Get some flux in the syringe type dispenser, something like Amtech 4300 to keep next to you when working.  This is very useful on through-hole components, and absolutely necessary for any SMT work.

- Ed

> On Dec 26, 2015, at 8:49 AM, farna at amc-mag.com wrote:
> I've only used a cheap pencil type soldering iron on my CoCo projects 
> -
> $20 or less. For standard ICs and components you can get by with one 
> just fine. I've done many repairs and re-packs with just that 45W 
> pencil. A 40-60W is what you want. The lower wattage ones take too 
> long to heat solder and will try your patience. A guy who used to do a 
> lot of CoCo repairs and build a few things for the CoCo told me once 
> there are two ways to solder components -- slow and steady or quick 
> and fast (low watt pencil or high watt). Some people used 20-25W 
> pencils and swore by them, but you have to hold them on the joint for 
> quite a while to soften and remove or solder to. A quick touch with a 
> 40-50W and you're done. You'd think the higher wattage would be more 
> harmful, but you only touch the joint for a second and heat doesn't 
> sink up into the component, solder absorbs most. With a lower watt gun 
> you have to hold it to the joint 3-4 times as long and the component can actually get hotter.
> Sure, a station with a temp controlled iron is better, but if you're 
> just doing a little soldering the 40-50W pencil is all you need. I use 
> a manual "solder sucker" to de-solder joints when necessary, but 
> remove most ICs destructively (cut pins, hold stubs w/needle nose pliers, heat and pull).

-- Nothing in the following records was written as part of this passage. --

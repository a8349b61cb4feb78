//! Next-track selection
//!
//! The sequencer owns the active [`PlaybackMode`] and, for random mode, the
//! shuffle bag. It moves the playlist's current index and returns the track
//! that should play next.
//!
//! Random mode semantics:
//! - The bag holds a permutation of all playlist indices; each advance pops
//!   the front.
//! - When a pop empties the bag a new full permutation is drawn right away,
//!   so any run of `len` advances starting at a bag boundary plays every track
//!   exactly once. The last track of one batch may repeat as the first of the
//!   next batch.
//! - The bag survives mode switches; only a playlist replacement discards it.

use std::collections::VecDeque;

use sequin_common::{PlaybackMode, Track};
use tracing::{debug, trace, warn};

use super::playlist::PlaylistStore;
use super::shuffle::{ClockShuffle, ShuffleSource};

/// Computes the next playlist index according to the active mode
pub struct SequencingEngine {
    mode: PlaybackMode,
    /// Not-yet-dispensed indices, `None` until random mode first advances
    shuffle_bag: Option<VecDeque<usize>>,
    shuffle: Box<dyn ShuffleSource>,
}

impl SequencingEngine {
    pub fn new(shuffle: Box<dyn ShuffleSource>) -> Self {
        Self {
            mode: PlaybackMode::Sequential,
            shuffle_bag: None,
            shuffle,
        }
    }

    pub fn mode(&self) -> &PlaybackMode {
        &self.mode
    }

    /// Store a new mode. The shuffle bag is left untouched.
    pub fn set_mode(&mut self, mode: PlaybackMode) {
        self.mode = mode;
    }

    /// Back to sequential mode with no shuffle bag
    pub fn reset(&mut self) {
        self.mode = PlaybackMode::Sequential;
        self.shuffle_bag = None;
    }

    /// Number of indices left in the bag, `None` if no bag exists
    pub fn shuffle_remaining(&self) -> Option<usize> {
        self.shuffle_bag.as_ref().map(VecDeque::len)
    }

    /// Advance the playlist and return the track to play.
    ///
    /// Returns `None` without touching any state when the playlist is empty.
    pub fn advance(&mut self, playlist: &mut PlaylistStore) -> Option<Track> {
        if playlist.is_empty() {
            debug!("Advance requested on empty playlist");
            return None;
        }

        let len = playlist.len();
        let next = match self.mode {
            PlaybackMode::Sequential => (playlist.current_index() + 1) % len,
            PlaybackMode::Random => self.draw(len),
            // Unrecognized modes have no policy of their own and stay put
            PlaybackMode::RepeatOne | PlaybackMode::Unrecognized(_) => playlist.current_index(),
        };

        trace!("Advancing ({}) to index {} of {}", self.mode, next, len);
        playlist.select(next).cloned()
    }

    /// Pop the next index from the shuffle bag, refilling it once exhausted
    fn draw(&mut self, len: usize) -> usize {
        let mut bag = match self.shuffle_bag.take() {
            Some(bag) => bag,
            None => self.fill_bag(len),
        };

        // A freshly filled bag holds len >= 1 entries
        let next = bag.pop_front().unwrap_or(0);
        if bag.is_empty() {
            bag = self.fill_bag(len);
        }

        self.shuffle_bag = Some(bag);
        next
    }

    /// A source that returns anything but a permutation of `0..len` is
    /// replaced by a clock-seeded shuffle for this bag.
    fn fill_bag(&mut self, len: usize) -> VecDeque<usize> {
        let mut order = self.shuffle.permutation(len);
        if !is_permutation(&order, len) {
            warn!(
                "Shuffle source returned {:?} for {} tracks, using clock shuffle",
                order, len
            );
            order = ClockShuffle.permutation(len);
        }
        debug!("Drew new shuffle bag of {} tracks", len);
        order.into()
    }
}

fn is_permutation(order: &[usize], len: usize) -> bool {
    let mut seen = vec![false; len];
    order.len() == len
        && order.iter().all(|&i| i < len && !std::mem::replace(&mut seen[i], true))
}

impl std::fmt::Debug for SequencingEngine {
    fn fmt(&self, f: &mut std::fmt::Formatter<'_>) -> std::fmt::Result {
        f.debug_struct("SequencingEngine")
            .field("mode", &self.mode)
            .field("shuffle_bag", &self.shuffle_bag)
            .finish_non_exhaustive()
    }
}
//! Playback mode and play/pause state

use serde::{Deserialize, Serialize};

/// Selection policy for the next track
///
/// Wire names are `"sequence"`, `"random"` and `"repeat"`. Any other string is
/// accepted and kept verbatim as [`PlaybackMode::Unrecognized`]; the sequencer
/// treats it like [`PlaybackMode::RepeatOne`].
#[derive(Debug, Clone, PartialEq, Eq, Default, Serialize, Deserialize)]
#[serde(from = "String", into = "String")]
pub enum PlaybackMode {
    /// Advance through the playlist in order, wrapping at the end
    #[default]
    Sequential,
    /// Draw from a shuffle bag: each track once per batch
    Random,
    /// Keep returning the current track
    RepeatOne,
    /// Caller-supplied mode with no defined policy
    Unrecognized(String),
}

impl PlaybackMode {
    pub fn as_str(&self) -> &str {
        match self {
            PlaybackMode::Sequential => "sequence",
            PlaybackMode::Random => "random",
            PlaybackMode::RepeatOne => "repeat",
            PlaybackMode::Unrecognized(raw) => raw,
        }
    }

    pub fn is_recognized(&self) -> bool {
        !matches!(self, PlaybackMode::Unrecognized(_))
    }
}

impl From<&str> for PlaybackMode {
    fn from(raw: &str) -> Self {
        match raw {
            "sequence" => PlaybackMode::Sequential,
            "random" => PlaybackMode::Random,
            "repeat" => PlaybackMode::RepeatOne,
            other => PlaybackMode::Unrecognized(other.to_string()),
        }
    }
}

impl From<String> for PlaybackMode {
    fn from(raw: String) -> Self {
        match raw.as_str() {
            "sequence" | "random" | "repeat" => PlaybackMode::from(raw.as_str()),
            _ => PlaybackMode::Unrecognized(raw),
        }
    }
}

impl From<PlaybackMode> for String {
    fn from(mode: PlaybackMode) -> Self {
        match mode {
            PlaybackMode::Unrecognized(raw) => raw,
            known => known.as_str().to_string(),
        }
    }
}

impl std::fmt::Display for PlaybackMode {
    fn fmt(&self, f: &mut std::fmt::Formatter<'_>) -> std::fmt::Result {
        f.write_str(self.as_str())
    }
}

/// Play/pause flag
#[derive(Debug, Clone, Copy, PartialEq, Eq, Default, Serialize, Deserialize)]
#[serde(rename_all = "lowercase")]
pub enum PlayState {
    Playing,
    #[default]
    Paused,
}

impl PlayState {
    pub fn is_playing(self) -> bool {
        self == PlayState::Playing
    }

    /// The other state
    pub fn toggled(self) -> Self {
        match self {
            PlayState::Playing => PlayState::Paused,
            PlayState::Paused => PlayState::Playing,
        }
    }
}

impl From<bool> for PlayState {
    fn from(playing: bool) -> Self {
        if playing {
            PlayState::Playing
        } else {
            PlayState::Paused
        }
    }
}

impl std::fmt::Display for PlayState {
    fn fmt(&self, f: &mut std::fmt::Formatter<'_>) -> std::fmt::Result {
        match self {
            PlayState::Playing => write!(f, "playing"),
            PlayState::Paused => write!(f, "paused"),
        }
    }
}

#[cfg(test)]
mod tests {
    use super::*;

    #[test]
    fn test_mode_parses_wire_names() {
        assert_eq!(PlaybackMode::from("sequence"), PlaybackMode::Sequential);
        assert_eq!(PlaybackMode::from("random"), PlaybackMode::Random);
        assert_eq!(PlaybackMode::from("repeat"), PlaybackMode::RepeatOne);
    }

    #[test]
    fn test_unknown_mode_kept_verbatim() {
        let mode = PlaybackMode::from("loop-all");
        assert_eq!(mode, PlaybackMode::Unrecognized("loop-all".to_string()));
        assert_eq!(mode.as_str(), "loop-all");
        assert!(!mode.is_recognized());

        // Empty and case variants are not normalized
        assert_eq!(PlaybackMode::from(""), PlaybackMode::Unrecognized(String::new()));
        assert!(!PlaybackMode::from("Random").is_recognized());
    }

    #[test]
    fn test_mode_serde_uses_wire_strings() {
        let json = serde_json::to_string(&PlaybackMode::RepeatOne).unwrap();
        assert_eq!(json, "\"repeat\"");

        let mode: PlaybackMode = serde_json::from_str("\"shuffle\"").unwrap();
        assert_eq!(mode, PlaybackMode::Unrecognized("shuffle".to_string()));
    }

    #[test]
    fn test_play_state_toggle() {
        assert_eq!(PlayState::default(), PlayState::Paused);
        assert_eq!(PlayState::Paused.toggled(), PlayState::Playing);
        assert_eq!(PlayState::Playing.toggled(), PlayState::Paused);
        assert_eq!(PlayState::Playing.to_string(), "playing");
    }
}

> A pencil could lift traces on some of these new boards, but CoCo 
> boards are the old thick variety and are pretty robust. You won't have 
> a problem with any etched single or double layer board, I wouldn't 
> think. There are some home brew boards that have pretty thin coatings 
> that could be a problem, but in general if the solder is hot (liquid) 
> enough you won't pull a trace. You can tell when it changes color 
> (becomes shiny) that it's liquid.
> Here's a good guide:
> http://www.instructables.com/id/How-to-Pick-the-Best-Soldering-Iron/
> Check Amazon for "soldering station". You c an get variable temp 
> pencils from around $20 and up. The lowest cost ones just have a high 
> to low or numbered setting, no temp associated with the controls. 
> There are a few with temps on the dial or digital readouts in the 
> $40-50 range. Of course you can spend a lot more! There are even a 
> couple hot air re-work stations with pencil and hot air gun under $70. 
> Read reviews, and determine what you need and how much you can/want to spend.